When they went to bed at a little after nine o’clock the women were tipsy and giggling, and Robert stayed downstairs to finish his glass in good-humored solitude. He left plenty of time for Amy to get into bed and did not go up until he thought she would be asleep.
He shed his clothes as quietly as he could, and put them on the chest at the foot of the bed. She had left a candle burning for him and in the flickering golden light he thought she looked like a sleeping child. He felt filled with tenderness for her as he blew out her candle and slipped into bed beside her, careful not to touch her.

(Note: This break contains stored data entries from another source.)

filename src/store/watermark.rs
//! Per-dataset fetch watermarks.
//!
//! A watermark records the last date for which a dataset was fetched and
//! merged successfully. It is read to build the incremental filter and
//! written only after both the fetch and the merge complete, so a failed
//! run never advances it.

use chrono::Utc;
use serde::{Deserialize, Serialize};
use std::collections::BTreeMap;
use std::fs;
use std::path::{Path, PathBuf};

use crate::store::StoreError;

/// Date format stored in `last_date`.
pub const WATERMARK_DATE_FORMAT: &str = "%Y%m%d";

/// One dataset's watermark.
#[derive(Debug, Clone, PartialEq, Eq, Serialize, Deserialize)]
pub struct Watermark {
    /// Last fetched date, `YYYYMMDD`
    pub last_date: String,
    /// When the watermark was written, RFC 3339
    pub updated_at: String,
}

/// JSON-file store of watermarks keyed by dataset id.
#[derive(Debug, Clone)]
pub struct WatermarkStore {
    path: PathBuf,
}

impl WatermarkStore {
    /// Store backed by the file at `path`. The file need not exist yet.
    pub fn new(path: impl Into<PathBuf>) -> Self {
        Self { path: path.into() }
    }

    /// Watermark for `dataset_id`, if one has been recorded.
    pub fn get(&self, dataset_id: &str) -> Result<Option<Watermark>, StoreError> {
        Ok(self.load()?.remove(dataset_id))
    }

    /// Record `last_date` for `dataset_id`, stamped with the current time.
    pub fn set(&self, dataset_id: &str, last_date: &str) -> Result<(), StoreError> {
        let mut marks = self.load()?;
        marks.insert(
            dataset_id.to_string(),
            Watermark {
                last_date: last_date.to_string(),
                updated_at: Utc::now().to_rfc3339(),
            },
        );
        self.save(&marks)
    }

    /// Today's date in watermark format.
    pub fn today() -> String {
        Utc::now().format(WATERMARK_DATE_FORMAT).to_string()
    }

    fn load(&self) -> Result<BTreeMap<String, Watermark>, StoreError> {
        if !self.path.exists() {
            return Ok(BTreeMap::new());
        }
        let raw = fs::read_to_string(&self.path)?;
        Ok(serde_json::from_str(&raw)?)
    }

    fn save(&self, marks: &BTreeMap<String, Watermark>) -> Result<(), StoreError> {
        if let Some(parent) = self.path.parent() {
            fs::create_dir_all(parent)?;
        }
        let tmp = temp_path(&self.path);
        fs::write(&tmp, serde_json::to_string_pretty(marks)?)?;
        fs::rename(&tmp, &self.path)?;
        Ok(())
    }
}

fn temp_path(path: &Path) -> PathBuf {
    let mut name = path.as_os_str().to_os_string();
    name.push(".tmp");
    PathBuf::from(name)
}
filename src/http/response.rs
use crate::auth::{ExchangeError, Redirect};
use tracing::{event, Level};
use warp::http::header::{HeaderValue, LOCATION};
use warp::http::StatusCode;
use warp::reply::{Reply, Response};

fn location_header(redirect: &Redirect) -> Result<HeaderValue, ExchangeError> {
    HeaderValue::from_str(&redirect.location()).map_err(|e| {
        ExchangeError::Internal(format!(
            "redirect target {:?} is not a valid Location header: {}",
            redirect.target.0, e
        ))
    })
}

impl Reply for Redirect {
    fn into_response(self) -> Response {
        match location_header(&self) {
            Ok(location) => {
                let mut response = Response::new(warp::hyper::Body::empty());
                *response.status_mut() = StatusCode::FOUND;
                response.headers_mut().insert(LOCATION, location);
                response
            }
            Err(e) => {
                event!(Level::ERROR, error = ?e, "Failed to build callback redirect; check FRONTEND_ORIGIN");
                e.status().into_response()
            }
        }
    }
}

#[cfg(test)]
mod tests {
    use super::*;
    use crate::core::types::RedirectTarget;

    #[test]
    fn redirect_becomes_found_with_location() {
        let redirect = Redirect::error(
            RedirectTarget::new("http://localhost:5173"),
            "missing_code",
            "none",
        );
        let response = redirect.into_response();
        assert_eq!(response.status(), StatusCode::FOUND);
        assert_eq!(
            response.headers()[LOCATION],
            "http://localhost:5173/dashboard?error=missing_code&error_description=none"
        );
    }

    #[test]
    fn unusable_target_is_an_internal_error() {
        let redirect = Redirect::error(RedirectTarget::new("http://bad\nhost"), "x", "y");

        match location_header(&redirect) {
            Err(ExchangeError::Internal(detail)) => assert!(detail.contains("Location")),
            other => panic!("unexpected result: {:?}", other),
        }
        assert_eq!(
            redirect.into_response().status(),
            StatusCode::INTERNAL_SERVER_ERROR
        );
    }
}
use std::sync::Arc;

use warp::Filter;

use crate::provider::OAuth2Broker;

pub fn meta_endpoint(
    broker: Arc<OAuth2Broker>,
) -> impl warp::Filter<Extract = (impl warp::Reply,), Error = warp::Rejection> + Clone {
    let with_broker = warp::any().map(move || broker.clone());

    let health = warp::path("health")
        .and(warp::path::end())
        .and(warp::get())
        .and(with_broker.clone())
        .map(|broker: Arc<OAuth2Broker>| warp::reply::json(&broker.health()));

    let root = warp::path::end()
        .and(warp::get())
        .and(with_broker.clone())
        .map(|broker: Arc<OAuth2Broker>| warp::reply::json(&broker.service_info()));

    health.or(root)
}
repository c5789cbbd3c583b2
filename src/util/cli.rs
use std::net::{IpAddr, SocketAddr};
use std::time::Duration;

use clap::Parser;
use url::Url;

use crate::auth::Frontends;
use crate::core::types::RedirectTarget;
use crate::provider::ProviderConfig;

#[derive(Debug, Parser)]
#[clap(
    name = "autocart-oauthd",
    version = env!("CARGO_PKG_VERSION"),
    author = env!("CARGO_PKG_AUTHORS")
)]
pub struct Options {
    #[clap(long, env = "PAYMAN_CLIENT_ID")]
    pub client_id: Option<String>,
    #[clap(long, env = "PAYMAN_CLIENT_SECRET", hide_env_values = true)]
    pub client_secret: Option<String>,
    #[clap(long, env = "PORT", default_value = "5000")]
    pub port: u16,
    #[clap(long, env = "BIND_ADDRESS", default_value = "0.0.0.0")]
    pub bind_address: IpAddr,
    /// Only used to announce where the service is reachable.
    #[clap(long, env = "RENDER_EXTERNAL_URL")]
    pub external_url: Option<String>,
    #[clap(long, env = "PAYMAN_API_URL", default_value = "https://agent.payman.ai/api")]
    pub provider_url: Url,
    #[clap(long, env = "PROVIDER_TIMEOUT_SECS", default_value = "10")]
    pub provider_timeout_secs: u64,
    #[clap(long, env = "FRONTEND_ORIGIN", default_value = "https://auto-cart.vercel.app")]
    pub frontend_origin: Url,
    #[clap(
        long,
        env = "DEV_FRONTEND_ORIGINS",
        use_value_delimiter = true,
        default_value = "http://localhost:8080,http://localhost:5173,http://localhost:3000"
    )]
    pub dev_origins: Vec<Url>,
}

fn origin_of(url: &Url) -> RedirectTarget {
    RedirectTarget::new(url.origin().ascii_serialization())
}

impl Options {
    pub fn socket_addr(&self) -> SocketAddr {
        SocketAddr::new(self.bind_address, self.port)
    }

    pub fn provider(&self) -> ProviderConfig {
        ProviderConfig {
            api_url: self.provider_url.clone(),
            timeout: Duration::from_secs(self.provider_timeout_secs.max(1)),
        }
    }

    pub fn frontends(&self) -> Frontends {
        Frontends {
            production: origin_of(&self.frontend_origin),
            local: self.dev_origins.iter().map(origin_of).collect(),
        }
    }
}
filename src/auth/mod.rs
use async_trait::async_trait;

use crate::core::types::{AuthCode, ClientCredentials};

pub mod access_token;
pub mod callback;
pub mod error;

pub use access_token::*;
pub use callback::*;
pub use error::{ErrorBody, ExchangeError, ProviderError};

/// One way of presenting an authorization code to the provider's token
/// endpoint. Implementations return the raw JSON payload; shape reconciliation
/// happens in [`normalize`].
#[async_trait]
pub trait TokenEndpoint: Send + Sync {
    fn name(&self) -> &'static str;

    async fn request_token(
        &self,
        credentials: &ClientCredentials,
        code: &AuthCode,
    ) -> Result<serde_json::Value, ProviderError>;
}
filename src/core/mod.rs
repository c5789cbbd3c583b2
pub mod types;
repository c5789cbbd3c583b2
use std::time::Duration;

use async_trait::async_trait;
use base64::{engine::general_purpose::STANDARD, Engine as _};
use reqwest::header::{HeaderValue, AUTHORIZATION};
use tracing::{event, Level};
use url::Url;

use crate::auth::{ProviderError, TokenEndpoint};
use crate::core::types::{AuthCode, ClientCredentials};

pub const DEFAULT_TIMEOUT: Duration = Duration::from_secs(10);

#[derive(Debug, Clone)]
pub struct ProviderConfig {
    pub api_url: Url,
    pub timeout: Duration,
}

impl ProviderConfig {
    pub fn token_url(&self) -> String {
        format!("{}/oauth/token", self.api_url.as_str().trim_end_matches('/'))
    }

    pub fn http_client(&self) -> Result<reqwest::Client, ProviderError> {
        reqwest::Client::builder()
            .timeout(self.timeout)
            .build()
            .map_err(|e| ProviderError::Transport(e.to_string()))
    }
}

async fn read_token_payload(
    response: reqwest::Response,
) -> Result<serde_json::Value, ProviderError> {
    let status = response.status();
    if !status.is_success() {
        let body = response
            .text()
            .await
            .unwrap_or_else(|_| String::from("<no body>"));
        event!(Level::WARN, status = status.as_u16(), body = %body, "Token endpoint returned an error");
        return Err(ProviderError::Rejected {
            status: status.as_u16(),
            body,
        });
    }

    response
        .json::<serde_json::Value>()
        .await
        .map_err(|e| ProviderError::InvalidResponse(e.to_string()))
}

/// The provider's authorization-code flow helper: client credentials travel
/// in the form body next to the code.
#[derive(Debug, Clone)]
pub struct FlowHelper {
    client: reqwest::Client,
    token_url: String,
}

impl FlowHelper {
    pub fn new(client: reqwest::Client, config: &ProviderConfig) -> Self {
        Self {
            client,
            token_url: config.token_url(),
        }
    }
}

#[async_trait]
impl TokenEndpoint for FlowHelper {
    fn name(&self) -> &'static str {
        "flow-helper"
    }

    async fn request_token(
        &self,
        credentials: &ClientCredentials,
        code: &AuthCode,
    ) -> Result<serde_json::Value, ProviderError> {
        let response = self
            .client
            .post(&self.token_url)
            .form(&[
                ("grant_type", "authorization_code"),
                ("code", code.as_ref()),
                ("client_id", credentials.client_id.as_ref()),
                ("client_secret", credentials.client_secret.as_ref()),
            ])
            .send()
            .await
            .map_err(|e| ProviderError::Transport(e.to_string()))?;

        read_token_payload(response).await
    }
}

/// Direct call to the token endpoint authenticating with HTTP Basic.
#[derive(Debug, Clone)]
pub struct BasicAuthEndpoint {
    client: reqwest::Client,
    token_url: String,
}

impl BasicAuthEndpoint {
    pub fn new(client: reqwest::Client, config: &ProviderConfig) -> Self {
        Self {
            client,
            token_url: config.token_url(),
        }
    }
}

pub fn basic_authorization(credentials: &ClientCredentials) -> String {
    let pair = format!(
        "{}:{}",
        credentials.client_id.as_ref(),
        credentials.client_secret.as_ref()
    );
    format!("Basic {}", STANDARD.encode(pair))
}

#[async_trait]
impl TokenEndpoint for BasicAuthEndpoint {
    fn name(&self) -> &'static str {
        "basic-auth"
    }

    async fn request_token(
        &self,
        credentials: &ClientCredentials,
        code: &AuthCode,
    ) -> Result<serde_json::Value, ProviderError> {
        let mut authorization = HeaderValue::from_str(&basic_authorization(credentials))
            .map_err(|_| ProviderError::Transport("unencodable client credentials".to_string()))?;
        authorization.set_sensitive(true);

        let response = self
            .client
            .post(&self.token_url)
            .header(AUTHORIZATION, authorization)
            .form(&[("grant_type", "authorization_code"), ("code", code.as_ref())])
            .send()
            .await
            .map_err(|e| ProviderError::Transport(e.to_string()))?;

        read_token_payload(response).await
    }
}
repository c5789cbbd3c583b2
pub mod auth;
pub mod core;
pub mod http;
pub mod provider;
pub mod util;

Half asleep, she turned toward him and slid her naked leg between his thighs. At once he was aroused, but he shifted a little away from her, firmly taking her waist in his hands and holding her from him, but she gave a little sleepy sigh and put her hand on his chest, and then slid it inexorably down his belly to caress him.
“Amy,” he whispered.
He could not see her in the darkness, but the even pace of her breathing told him that although she was still asleep, she was moving toward him in sleep, she was stroking him, sliding toward him, and finally rolling on her back so that he could take her in a state of aroused sleepiness that he, knowing that he was a fool, could not resist. Even as he took his pleasure, even as he heard her cry, her familiar, breathy little cry of delight as she woke to find him inside her, Robert knew that he was doing the wrong thing, the worst thing that he could do: for himself, for Amy, and for Elizabeth.
In the morning Amy was glowing, confident, a woman restored to love, a wife restored to her place in the world. He did not have to wake to her timid smile; she was up and in the kitchen as he was getting dressed, stirring the cook to bake breakfast bread just as he liked it. She had fetched the honey from their own hive; she brought fresh butter from the dairy with the Stanfield Hall seal on the pat. From the meat larder she had brought a good cut of ham borrowed from someone in the village, and there were some cold venison cutlets left over from last night.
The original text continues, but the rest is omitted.